The same issue is being debated in the Legislature as opponents of the mammoth water agency try to wrest away some of its historic control over the region’s water supply.
The decision by the state 2nd Court of Appeal reversed a 1998 decision against the MWD by San Francisco Superior Court Judge Laurence Kay.
In political terms, the appeals court decision could strengthen the MWD’s hand in warding off legislative efforts to strip the agency of the power to set the price for allowing outsiders to use its system, including the 242-mile Colorado Aqueduct.
The MWD’s many opponents--including key politicians, smaller water agencies, and several private companies seeking to enter the water business--fear that the agency will protect its dominance by charging an exorbitant rate that will discourage establishment of a water market of willing buyers and sellers.
“The Kay decision was critical in opening up the water market in California,” said a disappointed Mark Watton, member of the San Diego County Water Authority. “Now it’s up to the Legislature.”
MWD officials contend that they are protecting ratepayers in Southern California by requiring outsiders seeking to use the MWD system to pay a share of the giant system’s upkeep. If outsiders are allowed a lower rate, the district’s ratepayers will, in effect, be subsidizing those transfers, officials said.
“What they want is to be able to get a cheaper ride on the system than anybody else--so that they can make a greater profit or pay more to farmers for their water,” said Ronald Gastelum, MWD general manager.
Kay had sided against the MWD and in favor of the San Diego County Water Authority, the Imperial Irrigation District, Cadiz Inc., two Native American tribes along the Colorado River and a coalition of environmental groups.
Santa Monica-based Cadiz, which wants to extract and sell water from beneath the land it owns in the Mojave Desert, is owned by Keith Brackpool, one of Gov. Gray Davis’s top advisors on water matters.

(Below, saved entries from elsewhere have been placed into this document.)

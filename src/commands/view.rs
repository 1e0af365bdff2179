// ============================================================================
// 视图相关 Commands：页面渲染、主视图切换、子视图切换
// ============================================================================

use axum::{extract::State, Json};
use serde::Deserialize;

use crate::models::dtos::Page;
use crate::state::{lock, SharedContext};
use crate::utils::error::AppResult;

#[derive(Deserialize)]
pub struct NavigateRequest {
    view: String,
}

#[derive(Deserialize)]
pub struct SubViewRequest {
    id: String,
}

/// 当前页面
pub async fn get_page(State(ctx): State<SharedContext>) -> AppResult<Json<Page>> {
    let guard = lock(&ctx)?;
    Ok(Json(guard.page(false)))
}

/// 切换主视图，未知名称回到首页；返回的页面要求滚动到顶部
pub async fn navigate(
    State(ctx): State<SharedContext>,
    Json(req): Json<NavigateRequest>,
) -> AppResult<Json<Page>> {
    let mut guard = lock(&ctx)?;
    let view = guard.router.navigate_to(&req.view);
    log::debug!("切换视图：{} → {:?}", req.view, view);
    Ok(Json(guard.page(true)))
}

/// 切换子视图（制作程序过滤），不重置滚动位置
pub async fn set_sub_view(
    State(ctx): State<SharedContext>,
    Json(req): Json<SubViewRequest>,
) -> AppResult<Json<Page>> {
    let mut guard = lock(&ctx)?;
    guard.router.set_sub_view(&req.id)?;
    Ok(Json(guard.page(false)))
}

San Diego, Cadiz and the others argued that the MWD should be allowed to charge only the actual cost of shipping water and not to add infrastructure costs.
Kay found that nothing in a 1986 bill calling for water markets in California allowed for adding such costs. The appeals court, in effect, overruled Kay by saying that nothing in the 1986 law disallowed adding such costs.
While both sides are now looking to the Legislature, the issue may well end up with the U.S. Supreme Court, where California water issues are often settled.
“Our preference is to solve this in the Legislature but we’re not precluding the idea of going to the Supreme Court,” Watton said.
Gastelum said that the decision will show legislators and others that the MWD’s interpretation of the 1986 law has been correct.
“This judgment is now the law of the land,” Gastelum said.